Mother: Something or someone that gives rise to or exercises protecting care over something else. I try to mother my mother, and I fail. I try to give her bacon at breakfast; she turns it down. I ask her if I can make her a doctor’s appointment, and she declines. I ask her to revisit her therapist, and she replies, “But at my last session, she said everything was fine and I was back to my normal self, that I didn’t need any more help.” I lower my eyelids when she says this, and try not to pull out my hair. On the long drive to the airport, we pass out of Lyme and its red schoolhouse, its pristine town square, and I have to guide her to the right roads. She nearly misses the exit to the airport; I point feverishly at the airplane icon on the sign and tell her to switch lanes. It’s as if I am teaching her to drive again. I am.

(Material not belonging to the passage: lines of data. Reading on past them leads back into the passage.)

//! Employee route handlers, including the assigned-inventory subresource.

use axum::{
    extract::{Path, Query, State},
    http::StatusCode,
    response::IntoResponse,
    Json,
};
use persistence::entities::{EmployeeEntity, EmployeeRoleDb};
use persistence::repositories::employee::NewEmployee;
use persistence::repositories::{
    AssignmentError, AssignmentRepository, EmployeeRepository, InventoryRepository, StockError,
};
use serde::{Deserialize, Serialize};
use shared::pagination::{PageInfo, PageParams};
use tracing::{error, info};
use uuid::Uuid;
use validator::Validate;

use crate::app::AppState;
use crate::error::ApiError;
use crate::extractors::AuthEmployee;

use domain::models::employee::{
    AssignInventoryRequest, AssignedEntry, AssignedItemDetail, CreateEmployeeRequest,
    EmployeeResponse, ListEmployeesResponse, UpdateEmployeeRequest,
};
use domain::models::EmployeeRole;

/// Query parameters for the employee listing.
#[derive(Debug, Deserialize)]
pub struct ListEmployeesQuery {
    #[serde(default = "default_page")]
    pub page: u32,

    #[serde(default = "default_limit")]
    pub limit: u32,

    #[serde(default)]
    pub search: Option<String>,
}

fn default_page() -> u32 {
    1
}

fn default_limit() -> u32 {
    10
}

/// Response wrapper for employee mutations.
#[derive(Debug, Serialize)]
pub struct EmployeeActionResponse {
    pub message: String,
    pub employee: EmployeeResponse,
}

/// Response for employee deletion.
#[derive(Debug, Serialize)]
pub struct DeleteResponse {
    pub message: String,
}

/// Response wrapper for assignment mutations.
#[derive(Debug, Serialize)]
#[serde(rename_all = "camelCase")]
pub struct AssignmentActionResponse {
    pub message: String,
    pub assigned_inventory: Vec<AssignedEntry>,
}

async fn employee_response(
    assignment_repo: &AssignmentRepository,
    entity: EmployeeEntity,
) -> Result<EmployeeResponse, ApiError> {
    let assigned_inventory = assignment_repo
        .entries(entity.id)
        .await?
        .into_iter()
        .map(|a| AssignedEntry {
            inventory_id: a.inventory_id,
            quantity: a.quantity,
        })
        .collect();

    Ok(EmployeeResponse {
        id: entity.id,
        name: entity.name,
        department: entity.department,
        desk_number: entity.desk_number,
        email: entity.email,
        phone: entity.phone,
        age: entity.age,
        gender: entity.gender,
        role: EmployeeRole::from(entity.role),
        assigned_inventory,
        created_at: entity.created_at,
    })
}

/// List employees with pagination and optional name search.
///
/// GET /api/v1/employees
pub async fn list_employees(
    State(state): State<AppState>,
    Query(query): Query<ListEmployeesQuery>,
) -> Result<impl IntoResponse, ApiError> {
    let employee_repo = EmployeeRepository::new(state.pool.clone());
    let assignment_repo = AssignmentRepository::new(state.pool.clone());

    let params = PageParams {
        page: query.page,
        limit: query.limit,
    }
    .normalized();
    let search = query.search.as_deref().filter(|s| !s.trim().is_empty());

    let total = employee_repo.count(search).await?;
    let entities = employee_repo
        .list(search, params.limit(), params.offset())
        .await?;

    let mut employees = Vec::with_capacity(entities.len());
    for entity in entities {
        employees.push(employee_response(&assignment_repo, entity).await?);
    }

    let page_info = PageInfo::new(params, total);
    let response = ListEmployeesResponse {
        employees,
        total_employees: total,
        total_pages: page_info.total_pages,
        current_page: page_info.current_page,
    };

    Ok((StatusCode::OK, Json(response)))
}

/// Create an employee, reserving stock for any initial assignments and
/// sending the welcome email off the critical path.
///
/// POST /api/v1/employees
pub async fn create_employee(
    State(state): State<AppState>,
    AuthEmployee(auth): AuthEmployee,
    Json(request): Json<CreateEmployeeRequest>,
) -> Result<impl IntoResponse, ApiError> {
    request.validate()?;

    let employee_repo = EmployeeRepository::new(state.pool.clone());
    let inventory_repo = InventoryRepository::new(state.pool.clone());
    let assignment_repo = AssignmentRepository::new(state.pool.clone());

    if employee_repo.find_by_email(&request.email).await?.is_some() {
        return Err(ApiError::Conflict("Email already exists".to_string()));
    }

    // Resolve names to items up front so failures name the offending item.
    let mut initial_assignments = Vec::with_capacity(request.assigned_inventory.len());
    for assignment in &request.assigned_inventory {
        let item = inventory_repo
            .find_by_name(&assignment.inventory_name)
            .await?
            .ok_or_else(|| {
                ApiError::NotFound(format!("Inventory not found: {}", assignment.inventory_name))
            })?;

        if item.available_qty < assignment.quantity {
            return Err(ApiError::InsufficientStock(format!(
                "Not enough quantity available for: {}",
                item.name
            )));
        }

        initial_assignments.push((item.id, assignment.quantity));
    }

    let password_hash = shared::password::hash_password(&request.password)
        .map_err(|e| ApiError::Internal(format!("Password hashing failed: {}", e)))?;

    let role = request.role.unwrap_or_default();
    let entity = employee_repo
        .create(
            NewEmployee {
                name: request.name.trim(),
                department: request.department.trim(),
                desk_number: request.desk_number.trim(),
                email: request.email.trim(),
                phone: request.phone.as_deref(),
                age: request.age,
                gender: request.gender.as_deref(),
                role: EmployeeRoleDb::from(role),
                password_hash: &password_hash,
            },
            &initial_assignments,
        )
        .await?;

    info!(
        employee_id = %entity.id,
        role = %role,
        created_by = %auth.employee_id,
        initial_assignments = initial_assignments.len(),
        "Employee created"
    );

    // Fire-and-forget welcome email; failure is logged, never surfaced.
    let email_service = state.email.clone();
    let to_email = entity.email.clone();
    let to_name = entity.name.clone();
    let password = request.password.clone();
    tokio::spawn(async move {
        if let Err(e) = email_service
            .send_welcome_email(&to_email, &to_name, &password)
            .await
        {
            error!(to = %to_email, error = %e, "Failed to send welcome email");
        }
    });

    let response = EmployeeActionResponse {
        message: "Employee added successfully. Password sent via email if email delivery succeeded."
            .to_string(),
        employee: employee_response(&assignment_repo, entity).await?,
    };

    Ok((StatusCode::CREATED, Json(response)))
}

/// Update an employee's profile and reconcile assignment quantities.
///
/// PUT /api/v1/employees/{id}
///
/// Assignment entries set the target quantity for the named item; the
/// difference against the current assignment is reserved from or released
/// to stock. Unknown item names are skipped.
pub async fn update_employee(
    State(state): State<AppState>,
    AuthEmployee(auth): AuthEmployee,
    Path(employee_id): Path<Uuid>,
    Json(request): Json<UpdateEmployeeRequest>,
) -> Result<impl IntoResponse, ApiError> {
    request.validate()?;

    let employee_repo = EmployeeRepository::new(state.pool.clone());
    let inventory_repo = InventoryRepository::new(state.pool.clone());
    let assignment_repo = AssignmentRepository::new(state.pool.clone());

    let entity = employee_repo
        .update_profile(
            employee_id,
            request.name.as_deref(),
            request.department.as_deref(),
            request.desk_number.as_deref(),
            request.email.as_deref(),
            request.phone.as_deref(),
            request.age,
            request.gender.as_deref(),
        )
        .await?
        .ok_or_else(|| ApiError::NotFound("Employee not found".to_string()))?;

    if let Some(assignments) = &request.assigned_inventory {
        for assignment in assignments {
            let Some(item) = inventory_repo
                .find_by_name(&assignment.inventory_name)
                .await?
            else {
                continue;
            };

            assignment_repo
                .set_quantity(employee_id, item.id, assignment.quantity)
                .await
                .map_err(|e| match e {
                    AssignmentError::Stock(StockError::Insufficient) => {
                        ApiError::InsufficientStock(format!(
                            "Not enough inventory for {}",
                            item.name
                        ))
                    }
                    other => ApiError::from(other),
                })?;
        }
    }

    info!(
        employee_id = %employee_id,
        updated_by = %auth.employee_id,
        "Employee updated"
    );

    let response = EmployeeActionResponse {
        message: "Employee updated successfully".to_string(),
        employee: employee_response(&assignment_repo, entity).await?,
    };

    Ok((StatusCode::OK, Json(response)))
}

/// Delete an employee, returning every assigned quantity to stock first.
///
/// DELETE /api/v1/employees/{id}
pub async fn delete_employee(
    State(state): State<AppState>,
    AuthEmployee(auth): AuthEmployee,
    Path(employee_id): Path<Uuid>,
) -> Result<impl IntoResponse, ApiError> {
    let employee_repo = EmployeeRepository::new(state.pool.clone());

    let deleted = employee_repo.delete_restoring_stock(employee_id).await?;
    if !deleted {
        return Err(ApiError::NotFound("Employee not found".to_string()));
    }

    info!(
        employee_id = %employee_id,
        deleted_by = %auth.employee_id,
        "Employee deleted, inventory restored"
    );

    Ok((
        StatusCode::OK,
        Json(DeleteResponse {
            message: "Employee deleted and inventory restored".to_string(),
        }),
    ))
}

/// List an employee's assigned inventory with item details.
///
/// GET /api/v1/employees/{id}/assigned-inventory
pub async fn get_assigned_inventory(
    State(state): State<AppState>,
    Path(employee_id): Path<Uuid>,
) -> Result<impl IntoResponse, ApiError> {
    let employee_repo = EmployeeRepository::new(state.pool.clone());
    let assignment_repo = AssignmentRepository::new(state.pool.clone());

    if employee_repo.find_by_id(employee_id).await?.is_none() {
        return Err(ApiError::NotFound("Employee not found".to_string()));
    }

    let items: Vec<AssignedItemDetail> = assignment_repo
        .entries_with_items(employee_id)
        .await?
        .into_iter()
        .map(|e| AssignedItemDetail {
            inventory_id: e.inventory_id,
            name: e.item_name,
            image: e.image_url,
            quantity: e.quantity,
            description: e.description,
        })
        .collect();

    Ok((StatusCode::OK, Json(items)))
}

/// Assign inventory to an employee, reserving stock for the quantity.
///
/// POST /api/v1/employees/{id}/assigned-inventory
pub async fn assign_inventory(
    State(state): State<AppState>,
    AuthEmployee(auth): AuthEmployee,
    Path(employee_id): Path<Uuid>,
    Json(request): Json<AssignInventoryRequest>,
) -> Result<impl IntoResponse, ApiError> {
    request.validate()?;

    let employee_repo = EmployeeRepository::new(state.pool.clone());
    let inventory_repo = InventoryRepository::new(state.pool.clone());
    let assignment_repo = AssignmentRepository::new(state.pool.clone());

    if employee_repo.find_by_id(employee_id).await?.is_none() {
        return Err(ApiError::NotFound("Employee not found".to_string()));
    }

    let item = inventory_repo
        .find_by_id(request.inventory_id)
        .await?
        .ok_or_else(|| ApiError::NotFound("Inventory item not found".to_string()))?;

    assignment_repo
        .assign(employee_id, item.id, request.quantity)
        .await
        .map_err(|e| match e {
            AssignmentError::Stock(StockError::Insufficient) => ApiError::InsufficientStock(
                format!("Not enough quantity available for {}", item.name),
            ),
            other => ApiError::from(other),
        })?;

    info!(
        employee_id = %employee_id,
        inventory_id = %item.id,
        quantity = request.quantity,
        assigned_by = %auth.employee_id,
        "Inventory assigned"
    );

    let assigned_inventory = assignment_repo
        .entries(employee_id)
        .await?
        .into_iter()
        .map(|a| AssignedEntry {
            inventory_id: a.inventory_id,
            quantity: a.quantity,
        })
        .collect();

    Ok((
        StatusCode::OK,
        Json(AssignmentActionResponse {
            message: "Inventory assigned successfully".to_string(),
            assigned_inventory,
        }),
    ))
}

/// Query parameter for assignment removal.
#[derive(Debug, Deserialize)]
pub struct RemoveAssignedQuery {
    #[serde(default)]
    pub all: bool,
}

/// Reduce an employee's assignment by one unit, or remove it entirely with
/// `?all=true`. The returned units go back to the item's available stock.
///
/// DELETE /api/v1/employees/{id}/assigned-inventory/{inventory_id}
pub async fn remove_assigned_inventory(
    State(state): State<AppState>,
    AuthEmployee(auth): AuthEmployee,
    Path((employee_id, inventory_id)): Path<(Uuid, Uuid)>,
    Query(query): Query<RemoveAssignedQuery>,
) -> Result<impl IntoResponse, ApiError> {
    let employee_repo = EmployeeRepository::new(state.pool.clone());
    let assignment_repo = AssignmentRepository::new(state.pool.clone());

    if employee_repo.find_by_id(employee_id).await?.is_none() {
        return Err(ApiError::NotFound("Employee not found".to_string()));
    }

    assignment_repo
        .reduce(employee_id, inventory_id, query.all)
        .await?;

    info!(
        employee_id = %employee_id,
        inventory_id = %inventory_id,
        all = query.all,
        removed_by = %auth.employee_id,
        "Assigned inventory reduced"
    );

    let assigned_inventory = assignment_repo
        .entries(employee_id)
        .await?
        .into_iter()
        .map(|a| AssignedEntry {
            inventory_id: a.inventory_id,
            quantity: a.quantity,
        })
        .collect();

    let message = if query.all {
        "Removed all quantities"
    } else {
        "Inventory quantity reduced by 1"
    };

    Ok((
        StatusCode::OK,
        Json(AssignmentActionResponse {
            message: message.to_string(),
            assigned_inventory,
        }),
    ))
}
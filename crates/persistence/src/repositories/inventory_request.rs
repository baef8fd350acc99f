//! Inventory request repository: lifecycle persistence and the approval
//! transaction.
//!
//! Approval applies its stock and assignment side effects, the sibling
//! cascade, and the status finalize in a single transaction. The finalize
//! is conditional on the row still being pending, so a concurrent
//! transition makes the whole transaction roll back with no partial effect.

use sqlx::PgPool;
use thiserror::Error;
use uuid::Uuid;

use crate::entities::{InventoryRequestEntity, RequestStatusDb, RequestTypeDb, RequestWithNamesEntity};
use crate::metrics::QueryTimer;
use crate::repositories::inventory::{reserve_stock, StockError};

/// Errors from request transition operations.
#[derive(Debug, Error)]
pub enum TransitionError {
    #[error("Request not found")]
    RequestNotFound,

    #[error("Request was already resolved")]
    AlreadyResolved,

    #[error("No stock available")]
    InsufficientStock,

    #[error(transparent)]
    Database(#[from] sqlx::Error),
}

impl From<StockError> for TransitionError {
    fn from(err: StockError) -> Self {
        match err {
            StockError::Insufficient => TransitionError::InsufficientStock,
            // The request row references the item, so a missing item on
            // approval means it was deleted mid-flight.
            StockError::ItemNotFound => TransitionError::RequestNotFound,
            StockError::ExceedsTotal => {
                TransitionError::Database(sqlx::Error::Protocol(
                    "stock release exceeded total during approval".into(),
                ))
            }
            StockError::Database(e) => TransitionError::Database(e),
        }
    }
}

/// Repository for inventory request database operations.
#[derive(Clone)]
pub struct InventoryRequestRepository {
    pool: PgPool,
}

impl InventoryRequestRepository {
    /// Creates a new InventoryRequestRepository with the given connection pool.
    pub fn new(pool: PgPool) -> Self {
        Self { pool }
    }

    /// Create a new request in the pending state.
    pub async fn create(
        &self,
        employee_id: Uuid,
        inventory_id: Uuid,
        request_type: RequestTypeDb,
        reason: &str,
    ) -> Result<InventoryRequestEntity, sqlx::Error> {
        let timer = QueryTimer::new("create_inventory_request");
        let result = sqlx::query_as::<_, InventoryRequestEntity>(
            r#"
            INSERT INTO inventory_requests (employee_id, inventory_id, request_type, reason)
            VALUES ($1, $2, $3, $4)
            RETURNING id, employee_id, inventory_id, request_type, reason, status,
                      created_at, updated_at
            "#,
        )
        .bind(employee_id)
        .bind(inventory_id)
        .bind(request_type)
        .bind(reason)
        .fetch_one(&self.pool)
        .await;
        timer.record();
        result
    }

    /// Find a request by ID.
    pub async fn find_by_id(
        &self,
        id: Uuid,
    ) -> Result<Option<InventoryRequestEntity>, sqlx::Error> {
        let timer = QueryTimer::new("find_inventory_request_by_id");
        let result = sqlx::query_as::<_, InventoryRequestEntity>(
            r#"
            SELECT id, employee_id, inventory_id, request_type, reason, status,
                   created_at, updated_at
            FROM inventory_requests
            WHERE id = $1
            "#,
        )
        .bind(id)
        .fetch_optional(&self.pool)
        .await;
        timer.record();
        result
    }

    /// Whether any request for the (employee, item) pair carries the given
    /// status. Backs the duplicate-pending and permanent-rejection rules.
    pub async fn exists_with_status(
        &self,
        employee_id: Uuid,
        inventory_id: Uuid,
        status: RequestStatusDb,
    ) -> Result<bool, sqlx::Error> {
        let timer = QueryTimer::new("inventory_request_exists_with_status");
        let result = sqlx::query_scalar::<_, bool>(
            r#"
            SELECT EXISTS (
                SELECT 1 FROM inventory_requests
                WHERE employee_id = $1 AND inventory_id = $2 AND status = $3
            )
            "#,
        )
        .bind(employee_id)
        .bind(inventory_id)
        .bind(status)
        .fetch_one(&self.pool)
        .await;
        timer.record();
        result
    }

    /// List all requests with employee and item names resolved, newest first.
    pub async fn list_with_names(&self) -> Result<Vec<RequestWithNamesEntity>, sqlx::Error> {
        let timer = QueryTimer::new("list_inventory_requests");
        let result = sqlx::query_as::<_, RequestWithNamesEntity>(
            r#"
            SELECT r.id, r.employee_id, e.name AS employee_name, e.desk_number,
                   r.inventory_id, i.name AS inventory_name,
                   r.request_type, r.reason, r.status, r.created_at
            FROM inventory_requests r
            JOIN employees e ON r.employee_id = e.id
            JOIN inventory_items i ON r.inventory_id = i.id
            ORDER BY r.created_at DESC
            "#,
        )
        .fetch_all(&self.pool)
        .await;
        timer.record();
        result
    }

    /// Approve a pending request.
    ///
    /// For a "new" request one unit of stock is reserved and assigned to
    /// the employee; an "exchange" touches no counters. Either way, every
    /// other pending request for the same (employee, item) pair is
    /// auto-rejected before the request itself is finalized.
    pub async fn approve(&self, id: Uuid) -> Result<InventoryRequestEntity, TransitionError> {
        let timer = QueryTimer::new("approve_inventory_request");
        let mut tx = self.pool.begin().await?;

        let request = sqlx::query_as::<_, InventoryRequestEntity>(
            r#"
            SELECT id, employee_id, inventory_id, request_type, reason, status,
                   created_at, updated_at
            FROM inventory_requests
            WHERE id = $1
            "#,
        )
        .bind(id)
        .fetch_optional(&mut *tx)
        .await?
        .ok_or(TransitionError::RequestNotFound)?;

        if request.status != RequestStatusDb::Pending {
            return Err(TransitionError::AlreadyResolved);
        }

        if request.request_type == RequestTypeDb::New {
            reserve_stock(&mut tx, request.inventory_id, 1).await?;

            sqlx::query(
                r#"
                INSERT INTO assigned_inventory (employee_id, inventory_id, quantity)
                VALUES ($1, $2, 1)
                ON CONFLICT (employee_id, inventory_id)
                DO UPDATE SET quantity = assigned_inventory.quantity + 1
                "#,
            )
            .bind(request.employee_id)
            .bind(request.inventory_id)
            .execute(&mut *tx)
            .await?;
        }

        // Auto-reject any sibling pending requests for the same pair.
        sqlx::query(
            r#"
            UPDATE inventory_requests
            SET status = 'rejected', updated_at = NOW()
            WHERE employee_id = $1 AND inventory_id = $2 AND status = 'pending' AND id <> $3
            "#,
        )
        .bind(request.employee_id)
        .bind(request.inventory_id)
        .bind(request.id)
        .execute(&mut *tx)
        .await?;

        // Conditional finalize: a concurrent transition that won the race
        // leaves zero rows here and the transaction rolls back whole.
        let entity = sqlx::query_as::<_, InventoryRequestEntity>(
            r#"
            UPDATE inventory_requests
            SET status = 'approved', updated_at = NOW()
            WHERE id = $1 AND status = 'pending'
            RETURNING id, employee_id, inventory_id, request_type, reason, status,
                      created_at, updated_at
            "#,
        )
        .bind(id)
        .fetch_optional(&mut *tx)
        .await?
        .ok_or(TransitionError::AlreadyResolved)?;

        tx.commit().await?;
        timer.record();
        Ok(entity)
    }

    /// Reject a pending request. Only the status changes; nothing was ever
    /// reserved for a pending request, so there is nothing to refund.
    pub async fn reject(&self, id: Uuid) -> Result<InventoryRequestEntity, TransitionError> {
        let timer = QueryTimer::new("reject_inventory_request");

        let entity = sqlx::query_as::<_, InventoryRequestEntity>(
            r#"
            UPDATE inventory_requests
            SET status = 'rejected', updated_at = NOW()
            WHERE id = $1 AND status = 'pending'
            RETURNING id, employee_id, inventory_id, request_type, reason, status,
                      created_at, updated_at
            "#,
        )
        .bind(id)
        .fetch_optional(&self.pool)
        .await?;

        timer.record();
        entity.ok_or(TransitionError::AlreadyResolved)
    }

    /// Delete a request record. Pure removal, no stock side effects.
    pub async fn delete(&self, id: Uuid) -> Result<bool, sqlx::Error> {
        let timer = QueryTimer::new("delete_inventory_request");
        let affected = sqlx::query("DELETE FROM inventory_requests WHERE id = $1")
            .bind(id)
            .execute(&self.pool)
            .await?
            .rows_affected();
        timer.record();
        Ok(affected == 1)
    }
}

Mother: A woman exercising control, influence, or authority like that of a mother. When I say goodbye to my mother at the airport, I weep. I weep as I am asked to take off my sweatshirt for security reasons. I weep as I walk through the metal detector. I weep and watch her wave from behind the glass. I weep and watch her go; she weeps and watches me go. I consider moving back to Lyme and I know I never will. I consider moving her to Kansas and I know she won’t come. She is consumed by Lyme and its vast fields of family history. I wave until I cannot any longer, and then I order a glass of white wine in the airport bar, and I weep into it as Dan mothers me and we board the plane for home.

* Definitions found in The Merriam-Webster Dictionary. Springfield, MA: Merriam-Webster Inc., 1994 unless otherwise noted. My mother gave me this dictionary in 1994 for Christmas.

 

Samantha Bell is an Assistant Professor of English at Johnson County Community College in Kansas. She is a contributing editor with Emprise Review, and her work has appeared in a variety of places, most recently in In Posse Review, Shadowbox Magazine, and The Prose Poem Project. She lives in Lawrence with her husband Dan.